Word for word, repeat each record that follows.

########################################

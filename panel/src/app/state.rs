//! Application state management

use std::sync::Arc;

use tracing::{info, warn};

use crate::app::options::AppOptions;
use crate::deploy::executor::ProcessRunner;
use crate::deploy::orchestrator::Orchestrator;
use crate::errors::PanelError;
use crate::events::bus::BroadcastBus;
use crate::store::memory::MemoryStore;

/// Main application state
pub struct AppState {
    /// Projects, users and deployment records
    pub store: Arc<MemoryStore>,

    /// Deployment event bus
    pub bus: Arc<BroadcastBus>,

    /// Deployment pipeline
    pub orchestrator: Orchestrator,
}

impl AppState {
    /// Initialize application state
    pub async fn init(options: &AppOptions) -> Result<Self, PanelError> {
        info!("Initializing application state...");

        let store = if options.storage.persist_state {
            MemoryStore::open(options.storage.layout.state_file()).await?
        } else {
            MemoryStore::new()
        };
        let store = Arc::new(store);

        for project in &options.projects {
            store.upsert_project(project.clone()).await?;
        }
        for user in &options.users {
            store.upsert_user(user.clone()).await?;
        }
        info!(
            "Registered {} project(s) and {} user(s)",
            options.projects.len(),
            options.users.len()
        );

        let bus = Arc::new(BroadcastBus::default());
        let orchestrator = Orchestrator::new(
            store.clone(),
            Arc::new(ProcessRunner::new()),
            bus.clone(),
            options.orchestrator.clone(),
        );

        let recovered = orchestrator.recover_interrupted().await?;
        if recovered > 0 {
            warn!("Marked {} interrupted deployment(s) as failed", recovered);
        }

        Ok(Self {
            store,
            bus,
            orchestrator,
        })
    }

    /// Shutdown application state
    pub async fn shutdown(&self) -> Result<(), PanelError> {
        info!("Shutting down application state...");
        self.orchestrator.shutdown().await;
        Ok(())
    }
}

########################################

(Your solution)
filename panel/src/app/state.rs
//! Application state management

use std::sync::Arc;

use tracing::{info, warn};

use crate::app::options::AppOptions;
use crate::deploy::executor::ProcessRunner;
use crate::deploy::orchestrator::Orchestrator;
use crate::errors::PanelError;
use crate::events::bus::BroadcastBus;
use crate::store::memory::MemoryStore;

/// Main application state
pub struct AppState {
    /// Projects, users and deployment records
    pub store: Arc<MemoryStore>,

    /// Deployment event bus
    pub bus: Arc<BroadcastBus>,

    /// Deployment pipeline
    pub orchestrator: Orchestrator,
}

impl AppState {
    /// Initialize application state
    pub async fn init(options: &AppOptions) -> Result<Self, PanelError> {
        info!("Initializing application state...");

        let store = if options.storage.persist_state {
            MemoryStore::open(options.storage.layout.state_file()).await?
        } else {
            MemoryStore::new()
        };
        let store = Arc::new(store);

        for project in &options.projects {
            store.upsert_project(project.clone()).await?;
        }
        for user in &options.users {
            store.upsert_user(user.clone()).await?;
        }
        info!(
            "Registered {} project(s) and {} user(s)",
            options.projects.len(),
            options.users.len()
        );

        let bus = Arc::new(BroadcastBus::default());
        let orchestrator = Orchestrator::new(
            store.clone(),
            Arc::new(ProcessRunner::new()),
            bus.clone(),
            options.orchestrator.clone(),
        );

        let recovered = orchestrator.recover_interrupted().await?;
        if recovered > 0 {
            warn!("Marked {} interrupted deployment(s) as failed", recovered);
        }

        Ok(Self {
            store,
            bus,
            orchestrator,
        })
    }

    /// Shutdown application state
    pub async fn shutdown(&self) -> Result<(), PanelError> {
        info!("Shutting down application state...");
        self.orchestrator.shutdown().await;
        Ok(())
    }
}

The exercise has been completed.